From this writing, you may think me a skeptic — and you would be wrong.  I fell for this idea: hook, line and sinker.  I didn't think I needed to be happier for any particular reason, but the idea intrigued me.  Walking by the stack of books in the bookstore, I wondered to myself exactly what one does to make herself sing in the morning and clean her closets.  So I checked it out from the library.  (Some skeptical habits are hard to shake.)

It started out strong, and was interesting.  Everyone needs to get out her/his own mindset from time to time, reassess and become the person s/he wants to be.  Happiness is a mindset, and I have consciously re-set my happiness dial from time to time.  It can be done.  But a lifestyle re-set?  Rubin sets out to do that very thing for an entire year, breaking up her evolution into month-size bites.  The book was as much a how-to as a memoir of a year in the life.

I was with her, lock, stock and barrel — until April.  

You see, she launched her blog in March — and she used content from it rather liberally beginning in April.  Until then, what she wrote was personal, interesting, self-revealing.  Afterward, however, she turned to the studio audience for their reaction — too often for my taste.  If I wanted to know what random, unnamed strangers thought, I'd have found my own resources.  

My interest started to wane around summer, when she spent a month reading sad memoirs and biographies.  She explained how it wasn't to laud her great, easy life over another's short, sad one, but that's exactly how it felt.

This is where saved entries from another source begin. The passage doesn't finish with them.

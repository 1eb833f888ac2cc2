//! # Phase Calculator
//!
//! Derives the Moon's phase angle and illuminated fraction from the geocentric
//! positions of the Moon and Sun (Meeus ch. 48, first method).
//!
//! - **Phase angle**: `λ☾ − λ☉` wrapped to [0, 360). 0° is new moon, 90° first
//!   quarter, 180° full, 270° last quarter.
//! - **Illuminated fraction**: `k = (1 + cos i) / 2` where `i` is the
//!   Sun–Moon–Earth angle.
//!
//! [`illumination`] rounds to two decimals, the precision at which the
//! fraction is published (new moon reads 0.0, full moon 1.0, quarters 0.5).

use crate::error::LunarError;
use crate::lunar::{normalize_degrees, position, LunarPosition};
use crate::time_scale::EphemerisInstant;

const DEG: f64 = core::f64::consts::PI / 180.0;

/// Largest number of decimal digits accepted by [`illumination_with_precision`].
pub const MAX_PRECISION: u32 = 15;

/// Elongation of the Moon from the Sun in ecliptic longitude, [0, 360).
pub fn phase_angle(instant: EphemerisInstant) -> f64 {
    phase_angle_of(&position(instant))
}

/// [`phase_angle`] from an already computed position.
pub fn phase_angle_of(pos: &LunarPosition) -> f64 {
    normalize_degrees(pos.moon.longitude - pos.sun.longitude)
}

/// Geocentric angular distance between Moon and Sun ψ in degrees, [0, 180].
pub fn elongation(instant: EphemerisInstant) -> f64 {
    elongation_of(&position(instant))
}

/// [`elongation`] from an already computed position.
pub fn elongation_of(pos: &LunarPosition) -> f64 {
    let beta = pos.moon.latitude * DEG;
    let dlon = (pos.moon.longitude - pos.sun.longitude) * DEG;
    (beta.cos() * dlon.cos()).clamp(-1.0, 1.0).acos() / DEG
}

/// Sun–Moon–Earth angle `i` in degrees.
fn phase_angle_i(pos: &LunarPosition) -> f64 {
    let psi = elongation_of(pos) * DEG;
    let sun_distance = pos.sun.distance_km;
    let moon_distance = pos.moon.distance_km;
    (sun_distance * psi.sin()).atan2(moon_distance - sun_distance * psi.cos()) / DEG
}

/// Unrounded illuminated fraction, clipped to [0, 1].
pub fn illuminated_fraction(instant: EphemerisInstant) -> f64 {
    illuminated_fraction_of(&position(instant))
}

/// [`illuminated_fraction`] from an already computed position.
pub fn illuminated_fraction_of(pos: &LunarPosition) -> f64 {
    let i = phase_angle_i(pos) * DEG;
    ((1.0 + i.cos()) / 2.0).clamp(0.0, 1.0)
}

/// Illuminated fraction rounded to two decimal places.
pub fn illumination(instant: EphemerisInstant) -> f64 {
    round_to(illuminated_fraction(instant), 2)
}

/// Illuminated fraction rounded to `digits` decimal places (0 ..= 15).
///
/// # Errors
/// [`LunarError::InvalidArgument`] when `digits` exceeds [`MAX_PRECISION`].
pub fn illumination_with_precision(
    instant: EphemerisInstant,
    digits: u32,
) -> Result<f64, LunarError> {
    if digits > MAX_PRECISION {
        return Err(LunarError::invalid(format!(
            "precision must be in 0..={MAX_PRECISION}, got {digits}"
        )));
    }
    Ok(round_to(illuminated_fraction(instant), digits))
}

fn round_to(value: f64, digits: u32) -> f64 {
    let scale = 10f64.powi(digits as i32);
    ((value * scale).round() / scale).clamp(0.0, 1.0)
}

#[cfg(test)]
mod tests {
    use super::*;
    use chrono::NaiveDate;

    fn meeus_48a() -> EphemerisInstant {
        EphemerisInstant::from_terrestrial_time(
            NaiveDate::from_ymd_opt(1992, 4, 12)
                .unwrap()
                .and_hms_opt(0, 0, 0)
                .unwrap(),
        )
    }

    #[test]
    fn test_illumination_meeus_48a() {
        // k = 0.6786
        let raw = illuminated_fraction(meeus_48a());
        assert!((raw - 0.6786).abs() < 5e-4, "k = {raw}");
        assert_eq!(illumination(meeus_48a()), 0.68);
    }

    #[test]
    fn test_elongation_and_phase_angle_agree_near_ecliptic() {
        let instant = meeus_48a();
        let psi = elongation(instant);
        let angle = phase_angle(instant);
        // waxing gibbous: moon east of the sun by a bit under 120°
        assert!((100.0..130.0).contains(&angle), "phase angle {angle}");
        assert!((psi - angle).abs() < 1.0);
    }

    #[test]
    fn test_position_variants_agree() {
        let instant = meeus_48a();
        let pos = position(instant);
        assert_eq!(phase_angle_of(&pos), phase_angle(instant));
        assert_eq!(elongation_of(&pos), elongation(instant));
        assert_eq!(illuminated_fraction_of(&pos), illuminated_fraction(instant));
    }

    #[test]
    fn test_precision() {
        let instant = meeus_48a();
        assert_eq!(illumination_with_precision(instant, 1).unwrap(), 0.7);
        assert_eq!(illumination_with_precision(instant, 0).unwrap(), 1.0);
        let fine = illumination_with_precision(instant, 4).unwrap();
        assert!((fine - 0.6786).abs() <= 6e-4);
        assert!(illumination_with_precision(instant, MAX_PRECISION).is_ok());
        assert!(matches!(
            illumination_with_precision(instant, 16),
            Err(LunarError::InvalidArgument(_))
        ));
    }

    #[test]
    fn test_fraction_bounded_over_months() {
        let start = meeus_48a();
        for step in 0..240 {
            let k = illuminated_fraction(start.plus_days(f64::from(step) * 0.25));
            assert!((0.0..=1.0).contains(&k));
        }
    }
}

Her repetition was tedious. She established in January that she had fabulous, involved in-laws who live around the corner (and who, as Jews, alleviated the pressure of "which family gets Christmas this year"); a patient, loving husband with Hepatitis C; supportive parents; and young, brilliant, beautiful daughters.  I got it early on.  

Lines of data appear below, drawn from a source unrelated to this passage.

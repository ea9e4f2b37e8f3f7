//! The `cairn` command-line tool: inspect chunk files and tick a world.

mod commands;

use std::path::PathBuf;
use std::process::ExitCode;

use cairn_config::{CliArgs, Config, default_config_dir};
use cairn_voxel::BrightnessScale;
use clap::{Parser, Subcommand};

use crate::commands::AppError;

#[derive(Parser, Debug)]
#[command(name = "cairn", version, about = "Voxel chunk storage tools")]
struct Cli {
    #[command(flatten)]
    args: CliArgs,

    #[command(subcommand)]
    command: Command,
}

#[derive(Subcommand, Debug)]
enum Command {
    /// Decode a chunk file and print its block table.
    Inspect {
        /// Chunk file to read.
        file: PathBuf,
    },
    /// Advance the configured world by one tick.
    Tick,
}

fn main() -> ExitCode {
    let cli = Cli::parse();

    let config_dir = match cli.args.config.clone() {
        Some(dir) => dir,
        None => match default_config_dir() {
            Ok(dir) => dir,
            Err(e) => {
                eprintln!("{e}");
                return ExitCode::FAILURE;
            }
        },
    };
    let mut config = Config::load_or_create(&config_dir).unwrap_or_else(|e| {
        eprintln!("Failed to load config: {e}, using defaults");
        Config::default()
    });
    config.apply_cli_overrides(&cli.args);

    let log_dir = config_dir.join("logs");
    cairn_log::init_logging(Some(&log_dir), config.debug.file_logging, Some(&config));

    match run(&cli.command, &config) {
        Ok(()) => ExitCode::SUCCESS,
        Err(e) => {
            tracing::error!("{e}");
            eprintln!("error: {e}");
            ExitCode::FAILURE
        }
    }
}

fn run(command: &Command, config: &Config) -> Result<(), AppError> {
    match command {
        Command::Inspect { file } => {
            let scale = BrightnessScale::new(config.lighting.max_brightness)?;
            commands::inspect(file, scale, &mut std::io::stdout().lock())
        }
        Command::Tick => {
            let state = commands::tick(config)?;
            println!("tick {}", state.tick);
            Ok(())
        }
    }
}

She liberally quoted famous and obscure authors, which made her sound just this side of know-it-all, at least in the beginning.  By July, I wondered if she had an original thought in her head.

By September, I was scanning chapters, skipping the blog excerpts, looking for "interesting parts."  

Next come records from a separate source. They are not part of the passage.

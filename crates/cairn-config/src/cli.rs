//! Command-line overrides shared by Cairn binaries.

use std::path::PathBuf;

use clap::Args;

use crate::Config;

/// Global command-line options.
///
/// CLI values override settings loaded from `config.ron`.
#[derive(Args, Debug, Default, Clone, PartialEq)]
pub struct CliArgs {
    /// World directory.
    #[arg(long, global = true)]
    pub world: Option<PathBuf>,

    /// Channel value treated as full brightness.
    #[arg(long, global = true)]
    pub max_brightness: Option<u8>,

    /// Disable LZ4 compression of written chunk files.
    #[arg(long, global = true)]
    pub no_compress: bool,

    /// Log level (error, warn, info, debug, trace).
    #[arg(long, global = true)]
    pub log_level: Option<String>,

    /// Path to config directory (overrides default location).
    #[arg(long, global = true)]
    pub config: Option<PathBuf>,
}

impl Config {
    /// Apply CLI overrides to a loaded config.
    pub fn apply_cli_overrides(&mut self, args: &CliArgs) {
        if let Some(ref world) = args.world {
            self.storage.world_dir = Some(world.clone());
        }
        if let Some(max) = args.max_brightness {
            self.lighting.max_brightness = max;
        }
        if args.no_compress {
            self.storage.compress = false;
        }
        if let Some(ref level) = args.log_level {
            self.debug.log_level = level.clone();
        }
    }
}

#[cfg(test)]
mod tests {
    use super::*;

    #[test]
    fn test_cli_override() {
        let mut config = Config::default();
        let args = CliArgs {
            world: Some(PathBuf::from("/tmp/w")),
            max_brightness: Some(15),
            no_compress: true,
            ..CliArgs::default()
        };
        config.apply_cli_overrides(&args);
        assert_eq!(config.storage.world_dir, Some(PathBuf::from("/tmp/w")));
        assert_eq!(config.lighting.max_brightness, 15);
        assert!(!config.storage.compress);
        // Non-overridden fields retain defaults
        assert_eq!(config.debug.log_level, "info");
        assert_eq!(config.storage.compression_threshold, 256);
    }

    #[test]
    fn test_cli_no_override() {
        let original = Config::default();
        let mut config = Config::default();
        config.apply_cli_overrides(&CliArgs::default());
        assert_eq!(config, original);
    }
}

That might have been me reading too much too soon, not pacing myself properly for that type of book.  Fast-moving fiction can be swallowed nearly whole; instructional memoirs, maybe not so quickly.

Add with that the fact that her life already was completely off the charts: as a Yale alumna and successful lawyer who clerked for U.S. Supreme Court Justice Sandra Day O'Connor who happens to be the wife of a successful laywer-cum-private equity investor, with a home on Manhattan's Upper East Side.  

Let's leave out the influential parents on both sides and apparent wealth for at least a couple of generations, because we know those things do not guarantee happiness.  It's the ability to do what we want that makes us swoon with envy.  (I wonder if the publishing house took that into consideration before publishing the irony of a happiness book by someone with that bio.)

In the end, I took away a couple of great ideas, such as, "If you aren't going to do something about what you're complaining about, STFU" (which wasn't even her idea) and starting a children's literature reading group (which was). I might find my own Truths and Commandments, and hers (and her reading public) offer a good place to start.  I am continuing to make a conscious effort to be positive (which I started before reading Rubin's book).  I will try to get to sleep earlier.  I'll get rid of that which I don't need (which may be easy, what with all of my recent unpacking).  It's a worthwhile read.

If asked, I'd recommend reading the book, but read it critically.  Take what interests you with a liberal grain of salt and cheerfully discard that which doesn't apply to you.  It's what Gretchen would want you to do.